Stored dataset items
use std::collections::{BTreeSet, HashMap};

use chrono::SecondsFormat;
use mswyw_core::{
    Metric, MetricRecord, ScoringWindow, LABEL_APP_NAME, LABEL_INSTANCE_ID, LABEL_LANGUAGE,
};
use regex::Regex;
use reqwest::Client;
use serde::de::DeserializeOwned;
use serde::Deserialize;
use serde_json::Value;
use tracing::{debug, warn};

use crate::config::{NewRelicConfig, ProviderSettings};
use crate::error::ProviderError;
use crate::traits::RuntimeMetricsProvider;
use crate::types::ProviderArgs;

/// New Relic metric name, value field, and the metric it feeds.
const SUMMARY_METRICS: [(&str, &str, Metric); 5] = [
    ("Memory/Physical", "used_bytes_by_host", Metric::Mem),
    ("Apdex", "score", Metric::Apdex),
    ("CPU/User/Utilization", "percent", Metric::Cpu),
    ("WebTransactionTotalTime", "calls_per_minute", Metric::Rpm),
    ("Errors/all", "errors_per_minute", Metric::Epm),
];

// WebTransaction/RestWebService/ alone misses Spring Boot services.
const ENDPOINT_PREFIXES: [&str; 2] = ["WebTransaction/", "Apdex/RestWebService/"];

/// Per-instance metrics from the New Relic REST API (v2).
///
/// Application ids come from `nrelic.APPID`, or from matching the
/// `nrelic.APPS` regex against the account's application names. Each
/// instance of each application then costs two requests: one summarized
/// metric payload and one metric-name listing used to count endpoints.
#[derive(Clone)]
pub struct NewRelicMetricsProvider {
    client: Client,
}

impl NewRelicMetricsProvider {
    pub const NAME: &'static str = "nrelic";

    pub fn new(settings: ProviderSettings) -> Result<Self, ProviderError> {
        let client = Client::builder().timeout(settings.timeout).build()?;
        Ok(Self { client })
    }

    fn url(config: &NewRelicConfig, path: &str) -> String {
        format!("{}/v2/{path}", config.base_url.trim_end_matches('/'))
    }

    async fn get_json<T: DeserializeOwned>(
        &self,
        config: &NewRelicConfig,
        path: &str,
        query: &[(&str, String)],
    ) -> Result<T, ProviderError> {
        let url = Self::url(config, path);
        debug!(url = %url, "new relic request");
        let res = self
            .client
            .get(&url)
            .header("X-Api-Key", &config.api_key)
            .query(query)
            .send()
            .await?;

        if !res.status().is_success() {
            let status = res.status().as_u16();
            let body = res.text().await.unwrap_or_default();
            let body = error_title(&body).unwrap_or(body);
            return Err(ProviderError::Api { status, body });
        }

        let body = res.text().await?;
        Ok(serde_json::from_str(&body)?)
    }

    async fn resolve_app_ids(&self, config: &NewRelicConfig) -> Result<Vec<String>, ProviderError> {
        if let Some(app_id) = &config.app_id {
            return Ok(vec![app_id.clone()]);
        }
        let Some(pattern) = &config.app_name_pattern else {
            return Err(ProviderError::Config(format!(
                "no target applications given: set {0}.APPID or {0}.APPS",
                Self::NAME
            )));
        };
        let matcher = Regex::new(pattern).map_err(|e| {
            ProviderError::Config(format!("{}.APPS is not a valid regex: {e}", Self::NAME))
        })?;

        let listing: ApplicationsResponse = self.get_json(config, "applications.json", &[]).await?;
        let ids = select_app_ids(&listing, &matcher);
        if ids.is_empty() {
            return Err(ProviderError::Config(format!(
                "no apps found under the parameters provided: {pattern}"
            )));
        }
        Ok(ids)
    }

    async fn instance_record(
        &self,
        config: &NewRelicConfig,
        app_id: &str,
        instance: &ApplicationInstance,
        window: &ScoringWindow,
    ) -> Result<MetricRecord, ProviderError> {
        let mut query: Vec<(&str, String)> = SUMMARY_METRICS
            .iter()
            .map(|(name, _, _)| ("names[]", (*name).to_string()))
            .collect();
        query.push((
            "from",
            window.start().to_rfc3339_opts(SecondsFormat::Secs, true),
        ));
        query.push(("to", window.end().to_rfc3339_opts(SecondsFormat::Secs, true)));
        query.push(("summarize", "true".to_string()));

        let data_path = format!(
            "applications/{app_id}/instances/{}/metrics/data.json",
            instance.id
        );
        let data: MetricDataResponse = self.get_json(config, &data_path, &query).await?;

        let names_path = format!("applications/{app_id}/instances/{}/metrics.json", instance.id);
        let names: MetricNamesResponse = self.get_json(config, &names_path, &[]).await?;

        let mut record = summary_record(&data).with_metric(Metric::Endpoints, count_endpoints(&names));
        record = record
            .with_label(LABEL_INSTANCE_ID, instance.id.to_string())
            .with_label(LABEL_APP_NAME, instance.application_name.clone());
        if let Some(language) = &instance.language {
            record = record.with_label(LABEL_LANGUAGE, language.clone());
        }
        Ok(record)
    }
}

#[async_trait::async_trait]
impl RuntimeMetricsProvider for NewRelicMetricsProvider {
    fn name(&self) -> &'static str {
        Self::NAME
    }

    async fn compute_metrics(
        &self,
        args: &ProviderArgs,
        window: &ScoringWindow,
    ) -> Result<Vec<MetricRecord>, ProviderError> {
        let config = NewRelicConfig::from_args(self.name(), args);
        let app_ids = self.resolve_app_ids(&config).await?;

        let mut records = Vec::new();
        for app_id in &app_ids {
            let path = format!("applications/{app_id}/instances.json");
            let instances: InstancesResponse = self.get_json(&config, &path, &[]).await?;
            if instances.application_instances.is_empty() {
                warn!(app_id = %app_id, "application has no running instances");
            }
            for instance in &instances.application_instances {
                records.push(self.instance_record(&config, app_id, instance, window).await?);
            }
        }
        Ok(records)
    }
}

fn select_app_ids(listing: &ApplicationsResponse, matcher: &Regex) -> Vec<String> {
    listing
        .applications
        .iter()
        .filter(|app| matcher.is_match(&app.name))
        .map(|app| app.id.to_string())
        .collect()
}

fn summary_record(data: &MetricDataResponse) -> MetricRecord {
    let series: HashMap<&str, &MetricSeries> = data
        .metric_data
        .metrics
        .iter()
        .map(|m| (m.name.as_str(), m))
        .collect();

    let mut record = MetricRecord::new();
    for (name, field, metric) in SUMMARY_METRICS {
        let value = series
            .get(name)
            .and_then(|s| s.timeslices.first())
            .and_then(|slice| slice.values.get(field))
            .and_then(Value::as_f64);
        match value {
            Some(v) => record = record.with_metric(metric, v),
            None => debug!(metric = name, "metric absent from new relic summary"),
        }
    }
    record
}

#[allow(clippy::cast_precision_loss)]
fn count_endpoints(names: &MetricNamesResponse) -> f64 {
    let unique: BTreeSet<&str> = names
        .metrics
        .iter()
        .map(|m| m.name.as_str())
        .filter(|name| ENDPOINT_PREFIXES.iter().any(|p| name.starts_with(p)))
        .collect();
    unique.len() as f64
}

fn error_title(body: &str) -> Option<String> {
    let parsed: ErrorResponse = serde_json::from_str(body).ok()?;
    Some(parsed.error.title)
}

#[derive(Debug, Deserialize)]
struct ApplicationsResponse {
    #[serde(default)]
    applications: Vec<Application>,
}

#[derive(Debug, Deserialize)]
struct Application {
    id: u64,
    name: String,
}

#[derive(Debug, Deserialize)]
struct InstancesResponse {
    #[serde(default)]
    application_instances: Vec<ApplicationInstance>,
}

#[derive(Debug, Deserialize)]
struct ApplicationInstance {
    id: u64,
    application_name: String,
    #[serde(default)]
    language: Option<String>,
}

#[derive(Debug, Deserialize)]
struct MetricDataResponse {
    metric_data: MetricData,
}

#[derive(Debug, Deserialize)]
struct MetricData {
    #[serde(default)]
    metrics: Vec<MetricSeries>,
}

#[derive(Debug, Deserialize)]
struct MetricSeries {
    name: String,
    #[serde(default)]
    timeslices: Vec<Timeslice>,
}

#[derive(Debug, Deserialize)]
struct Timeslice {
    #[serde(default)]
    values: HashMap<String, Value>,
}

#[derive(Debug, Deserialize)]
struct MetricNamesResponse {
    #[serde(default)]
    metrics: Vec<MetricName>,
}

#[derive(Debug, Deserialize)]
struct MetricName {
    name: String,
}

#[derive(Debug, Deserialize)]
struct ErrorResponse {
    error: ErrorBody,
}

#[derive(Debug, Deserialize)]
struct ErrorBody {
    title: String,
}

---

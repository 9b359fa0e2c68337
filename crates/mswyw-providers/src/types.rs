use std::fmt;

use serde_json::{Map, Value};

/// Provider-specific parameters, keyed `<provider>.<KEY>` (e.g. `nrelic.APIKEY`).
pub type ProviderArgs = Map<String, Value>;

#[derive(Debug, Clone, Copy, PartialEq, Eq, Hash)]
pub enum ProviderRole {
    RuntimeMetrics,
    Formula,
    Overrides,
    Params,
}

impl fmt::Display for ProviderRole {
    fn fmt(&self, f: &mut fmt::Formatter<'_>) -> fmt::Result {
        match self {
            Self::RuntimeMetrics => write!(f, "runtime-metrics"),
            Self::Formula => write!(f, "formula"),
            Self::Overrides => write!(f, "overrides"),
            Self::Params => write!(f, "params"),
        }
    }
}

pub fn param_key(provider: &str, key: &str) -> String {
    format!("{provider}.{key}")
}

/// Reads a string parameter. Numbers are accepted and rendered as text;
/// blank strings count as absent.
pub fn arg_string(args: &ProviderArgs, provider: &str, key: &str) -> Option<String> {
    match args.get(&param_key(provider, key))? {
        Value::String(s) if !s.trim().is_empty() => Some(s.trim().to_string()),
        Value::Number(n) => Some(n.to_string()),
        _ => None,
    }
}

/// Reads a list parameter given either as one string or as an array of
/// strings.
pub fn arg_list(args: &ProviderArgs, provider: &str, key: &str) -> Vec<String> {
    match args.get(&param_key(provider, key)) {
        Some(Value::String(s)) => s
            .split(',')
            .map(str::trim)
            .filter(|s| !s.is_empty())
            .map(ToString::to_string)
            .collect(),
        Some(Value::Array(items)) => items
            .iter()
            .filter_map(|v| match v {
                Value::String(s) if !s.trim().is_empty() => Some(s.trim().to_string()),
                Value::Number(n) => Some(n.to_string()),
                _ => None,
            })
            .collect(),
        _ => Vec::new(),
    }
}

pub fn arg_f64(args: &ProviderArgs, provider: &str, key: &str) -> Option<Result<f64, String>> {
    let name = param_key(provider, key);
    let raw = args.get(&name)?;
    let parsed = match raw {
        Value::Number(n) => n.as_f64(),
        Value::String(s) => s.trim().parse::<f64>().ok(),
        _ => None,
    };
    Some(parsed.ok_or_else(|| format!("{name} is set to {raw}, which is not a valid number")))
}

==

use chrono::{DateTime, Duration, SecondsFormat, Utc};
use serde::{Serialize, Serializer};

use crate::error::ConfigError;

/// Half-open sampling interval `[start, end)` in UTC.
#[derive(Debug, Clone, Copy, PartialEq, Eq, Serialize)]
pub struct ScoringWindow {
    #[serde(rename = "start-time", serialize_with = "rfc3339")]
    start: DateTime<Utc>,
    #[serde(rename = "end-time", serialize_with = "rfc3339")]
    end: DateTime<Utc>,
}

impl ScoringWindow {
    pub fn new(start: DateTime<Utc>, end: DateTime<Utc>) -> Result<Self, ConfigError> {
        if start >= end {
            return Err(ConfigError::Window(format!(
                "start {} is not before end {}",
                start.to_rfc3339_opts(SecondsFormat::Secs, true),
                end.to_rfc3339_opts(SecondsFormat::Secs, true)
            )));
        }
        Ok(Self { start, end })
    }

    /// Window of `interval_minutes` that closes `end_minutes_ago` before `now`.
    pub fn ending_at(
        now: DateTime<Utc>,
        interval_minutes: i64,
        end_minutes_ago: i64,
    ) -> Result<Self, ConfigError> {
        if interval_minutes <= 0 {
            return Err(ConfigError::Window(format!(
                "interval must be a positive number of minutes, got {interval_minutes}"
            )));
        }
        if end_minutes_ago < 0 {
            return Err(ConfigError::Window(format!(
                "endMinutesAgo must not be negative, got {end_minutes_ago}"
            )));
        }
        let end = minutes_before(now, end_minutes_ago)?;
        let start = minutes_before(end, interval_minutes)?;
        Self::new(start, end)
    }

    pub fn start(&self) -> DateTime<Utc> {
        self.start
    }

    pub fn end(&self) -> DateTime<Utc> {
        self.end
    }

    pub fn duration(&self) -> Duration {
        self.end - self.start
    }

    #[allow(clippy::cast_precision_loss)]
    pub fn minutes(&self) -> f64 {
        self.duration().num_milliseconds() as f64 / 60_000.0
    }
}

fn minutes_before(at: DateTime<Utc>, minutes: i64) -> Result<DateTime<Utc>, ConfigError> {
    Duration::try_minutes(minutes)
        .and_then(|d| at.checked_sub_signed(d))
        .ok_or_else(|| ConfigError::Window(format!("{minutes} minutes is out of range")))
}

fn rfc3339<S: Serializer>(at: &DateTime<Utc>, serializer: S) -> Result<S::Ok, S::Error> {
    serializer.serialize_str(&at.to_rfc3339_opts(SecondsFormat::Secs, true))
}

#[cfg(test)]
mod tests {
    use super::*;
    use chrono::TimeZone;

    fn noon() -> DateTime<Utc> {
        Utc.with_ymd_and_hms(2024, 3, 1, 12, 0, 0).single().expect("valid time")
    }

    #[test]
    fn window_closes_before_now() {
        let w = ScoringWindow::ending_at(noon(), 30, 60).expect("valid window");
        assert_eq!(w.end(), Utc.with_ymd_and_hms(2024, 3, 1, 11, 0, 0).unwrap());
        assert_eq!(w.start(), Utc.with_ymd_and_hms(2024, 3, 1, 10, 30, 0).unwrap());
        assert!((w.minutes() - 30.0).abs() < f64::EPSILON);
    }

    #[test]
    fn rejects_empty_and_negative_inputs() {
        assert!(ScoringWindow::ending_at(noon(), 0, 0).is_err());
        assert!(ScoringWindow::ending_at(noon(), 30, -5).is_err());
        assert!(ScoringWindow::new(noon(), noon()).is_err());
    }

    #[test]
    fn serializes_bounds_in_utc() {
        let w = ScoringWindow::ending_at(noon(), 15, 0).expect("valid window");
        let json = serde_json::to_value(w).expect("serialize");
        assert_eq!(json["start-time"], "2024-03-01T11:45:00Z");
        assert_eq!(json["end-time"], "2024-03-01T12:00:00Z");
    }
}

» How to complete this task
Will you return exactly the lines above from the one with "self.duration().num_milliseconds() as f64" down to the one with "fn rfc3339<S: Serializer>(at: &DateTime<Utc>, serializer: S)", counting both as part of the range?

» Written solution
        self.duration().num_milliseconds() as f64 / 60_000.0
    }
}

fn minutes_before(at: DateTime<Utc>, minutes: i64) -> Result<DateTime<Utc>, ConfigError> {
    Duration::try_minutes(minutes)
        .and_then(|d| at.checked_sub_signed(d))
        .ok_or_else(|| ConfigError::Window(format!("{minutes} minutes is out of range")))
}

fn rfc3339<S: Serializer>(at: &DateTime<Utc>, serializer: S) -> Result<S::Ok, S::Error> {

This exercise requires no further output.